**DIRECTIONS**
Please write out exactly the lines of the data below from the line holding "config.source_root = source.clone();" through the line holding "impl From<OutputFormatArg> for", and leave out the rest.

MATERIAL FOR THE TASK section start

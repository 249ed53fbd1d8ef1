use std::sync::{Arc, Mutex};
use std::time::Duration;

use meet_dispatch::{MemoryBackend, Message, RuntimeConfig, Transport};
use meet_dispatch_features::device_selection::{DeviceSelectionPopup, DEVICES_BUS};
use serde_json::{json, Value};
use tokio_util::sync::CancellationToken;

/// Conference window side answering device requests
fn conference_window(remote: &Transport, set_devices: Arc<Mutex<Vec<Value>>>) {
    remote
        .on_request("getAvailableDevices", |_| {
            Ok(json!({
                "audioInput": [{ "deviceId": "mic1", "label": "Mic", "kind": "audioinput" }],
                "videoInput": [{ "deviceId": "cam1", "label": "Cam", "kind": "videoinput" }]
            }))
        })
        .on_request("isDeviceListAvailable", |_| Ok(json!(true)))
        .on_request("isDeviceChangeAvailable", |message| {
            Ok(json!(message.param("deviceType") != Some(&json!("output"))))
        })
        .on_request("getCurrentDevices", |_| {
            Ok(json!({ "audioInput": { "deviceId": "mic1" }, "videoInput": { "deviceId": "cam1" } }))
        })
        .on_request("setDevice", move |message| {
            let mut set = set_devices.lock().unwrap();
            set.push(message.param("device").cloned().unwrap_or_default());
            Ok(json!(true))
        });
}

fn connected() -> (DeviceSelectionPopup, Transport, CancellationToken) {
    let ((popup_backend, popup_inbound), (remote_backend, remote_inbound)) = MemoryBackend::pair();
    let cancel = CancellationToken::new();
    let config = RuntimeConfig {
        request_timeout_ms: 200,
        ..RuntimeConfig::default()
    };

    let popup_transport = Transport::from_config(popup_backend, &config);
    popup_transport.attach(popup_inbound, cancel.clone());
    let remote = Transport::new(remote_backend);
    remote.attach(remote_inbound, cancel.clone());

    (DeviceSelectionPopup::new(popup_transport), remote, cancel)
}

#[tokio::test]
async fn test_init_reads_devices_and_capabilities() {
    let (popup, remote, cancel) = connected();
    conference_window(&remote, Arc::default());

    popup.init().await;
    let props = popup.props();

    assert_eq!(props.available_devices.audio_input.len(), 1);
    assert_eq!(props.available_devices.audio_input[0].device_id, "mic1");
    assert_eq!(props.current_audio_input_id.as_deref(), Some("mic1"));
    assert_eq!(props.current_video_input_id.as_deref(), Some("cam1"));
    assert_eq!(props.current_audio_output_id, None);
    assert!(!props.disable_device_change);
    assert!(props.hide_audio_output_select);
    // isMultipleAudioInputSupported is not answered
    assert!(props.disable_audio_input_change);

    cancel.cancel();
}

#[tokio::test]
async fn test_set_device_sends_id_and_kind() {
    let (popup, remote, cancel) = connected();
    let set_devices = Arc::new(Mutex::new(Vec::new()));
    conference_window(&remote, Arc::clone(&set_devices));

    assert!(popup.set_audio_output_device("speaker2").await);
    assert_eq!(
        *set_devices.lock().unwrap(),
        vec![json!({ "id": "speaker2", "kind": "audiooutput" })]
    );

    cancel.cancel();
}

#[tokio::test]
async fn test_device_list_change_refreshes_props() {
    let (popup, remote, cancel) = connected();
    let mut changes = popup.subscribe();
    conference_window(&remote, Arc::default());

    remote
        .send_event(Message::new(DEVICES_BUS, "deviceListChanged"))
        .unwrap();
    tokio::time::timeout(Duration::from_secs(1), changes.changed())
        .await
        .expect("device list refresh")
        .unwrap();

    assert_eq!(popup.props().available_devices.video_input[0].device_id, "cam1");
    cancel.cancel();
}

#[tokio::test]
async fn test_close_notifies_conference_window() {
    let (popup, remote, cancel) = connected();
    let closed = Arc::new(Mutex::new(false));
    let flag = Arc::clone(&closed);
    remote.on("close", move |message| {
        *flag.lock().unwrap() = message.bus_type == "devices-dialog";
        true
    });

    popup.close().unwrap();
    tokio::time::sleep(Duration::from_millis(20)).await;

    assert!(*closed.lock().unwrap());
    cancel.cancel();
}

#[tokio::test(start_paused = true)]
async fn test_silent_window_degrades_after_configured_timeout() {
    // the conference window side is never attached, so nothing answers
    let ((popup_backend, popup_inbound), _window) = MemoryBackend::pair();
    let cancel = CancellationToken::new();
    let config = RuntimeConfig {
        request_timeout_ms: 200,
        ..RuntimeConfig::default()
    };
    let transport = Transport::from_config(popup_backend, &config);
    transport.attach(popup_inbound, cancel.clone());
    let popup = DeviceSelectionPopup::new(transport);

    let started = tokio::time::Instant::now();
    popup.init().await;

    assert!(started.elapsed() >= Duration::from_millis(200));
    assert!(started.elapsed() < Duration::from_secs(1));
    let props = popup.props();
    assert!(props.available_devices.audio_input.is_empty());
    assert!(props.disable_device_change);
    assert!(props.hide_audio_output_select);
    cancel.cancel();
}
use chillgen_core::GeneratorConfig;
use clap::{Parser, ValueEnum};
use std::path::PathBuf;

/// Forks the shared chill-ui source tree into hybrid, stylesheet and tailwind packages
#[derive(Parser, Debug)]
#[command(
    name = "chillgen",
    about = "Generate the hybrid, stylesheet and tailwind chill-ui packages from the shared source tree",
    version,
    author,
    long_about = "chillgen copies each component of the shared source tree into three \
                  publishable packages, keeping the files authored for each styling \
                  variant and rewriting imports and type names so no variant suffix \
                  survives. Shared types, utils, constants and every barrel file are \
                  rebuilt on each run.\n\n\
                  Examples:\n  \
                  chillgen\n  \
                  chillgen avatar\n  \
                  chillgen all --clean\n  \
                  chillgen all --format json --skip-aliases"
)]
pub struct CliArgs {
    #[arg(
        value_name = "COMPONENT",
        help = "Component directory to generate, or 'all' (omit to list components)"
    )]
    pub component: Option<String>,

    #[arg(
        short = 'p',
        long,
        value_name = "DIR",
        help = "Project root (defaults to current directory)"
    )]
    pub project: Option<PathBuf>,

    #[arg(
        short = 'c',
        long,
        value_name = "FILE",
        help = "Config file (defaults to chillgen.toml in the project root)"
    )]
    pub config: Option<PathBuf>,

    #[arg(long, value_name = "DIR", help = "Shared source tree, relative to the project root")]
    pub source: Option<PathBuf>,

    #[arg(long, value_name = "DIR", help = "Directory receiving the core-* packages")]
    pub output: Option<PathBuf>,

    #[arg(long, value_name = "DIR", help = "Directory holding the package config templates")]
    pub templates: Option<PathBuf>,

    #[arg(
        short = 'f',
        long,
        value_enum,
        default_value = "human",
        help = "Output format"
    )]
    pub format: OutputFormatArg,

    #[arg(long, help = "Delete the generated packages entirely before regenerating")]
    pub clean: bool,

    #[arg(long, help = "Do not run the alias-to-relative-path conversion script")]
    pub skip_aliases: bool,

    #[arg(long, help = "Print the effective configuration and exit")]
    pub show_config: bool,

    #[arg(long, value_name = "LEVEL", help = "Set logging level")]
    pub log_level: Option<String>,

    #[arg(short = 'v', long, help = "Verbose logging")]
    pub verbose: bool,

    #[arg(
        short = 'q',
        long,
        conflicts_with = "verbose",
        help = "Quiet mode - suppress non-error output"
    )]
    pub quiet: bool,
}

impl CliArgs {
    /// Flags override whatever the config file and environment set
    pub fn apply_overrides(&self, config: &mut GeneratorConfig) {
        if let Some(source) = &self.source {
            config.source_root = source.clone();
        }
        if let Some(output) = &self.output {
            config.output_root = output.clone();
        }
        if let Some(templates) = &self.templates {
            config.templates_dir = templates.clone();
        }
        if let Some(level) = &self.log_level {
            config.log_level = level.to_lowercase();
        }
    }
}

#[derive(ValueEnum, Debug, Clone, Copy, PartialEq, Eq)]
pub enum OutputFormatArg {
    Json,
    Yaml,
    Human,
}

impl From<OutputFormatArg> for super::output::OutputFormat {
    fn from(arg: OutputFormatArg) -> Self {
        match arg {
            OutputFormatArg::Json => super::output::OutputFormat::Json,
            OutputFormatArg::Yaml => super::output::OutputFormat::Yaml,
            OutputFormatArg::Human => super::output::OutputFormat::Human,
        }
    }
}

MATERIAL FOR THE TASK section end

**PROBLEM SOLUTION**
            config.source_root = source.clone();
        }
        if let Some(output) = &self.output {
            config.output_root = output.clone();
        }
        if let Some(templates) = &self.templates {
            config.templates_dir = templates.clone();
        }
        if let Some(level) = &self.log_level {
            config.log_level = level.to_lowercase();
        }
    }
}

#[derive(ValueEnum, Debug, Clone, Copy, PartialEq, Eq)]
pub enum OutputFormatArg {
    Json,
    Yaml,
    Human,
}

impl From<OutputFormatArg> for super::output::OutputFormat {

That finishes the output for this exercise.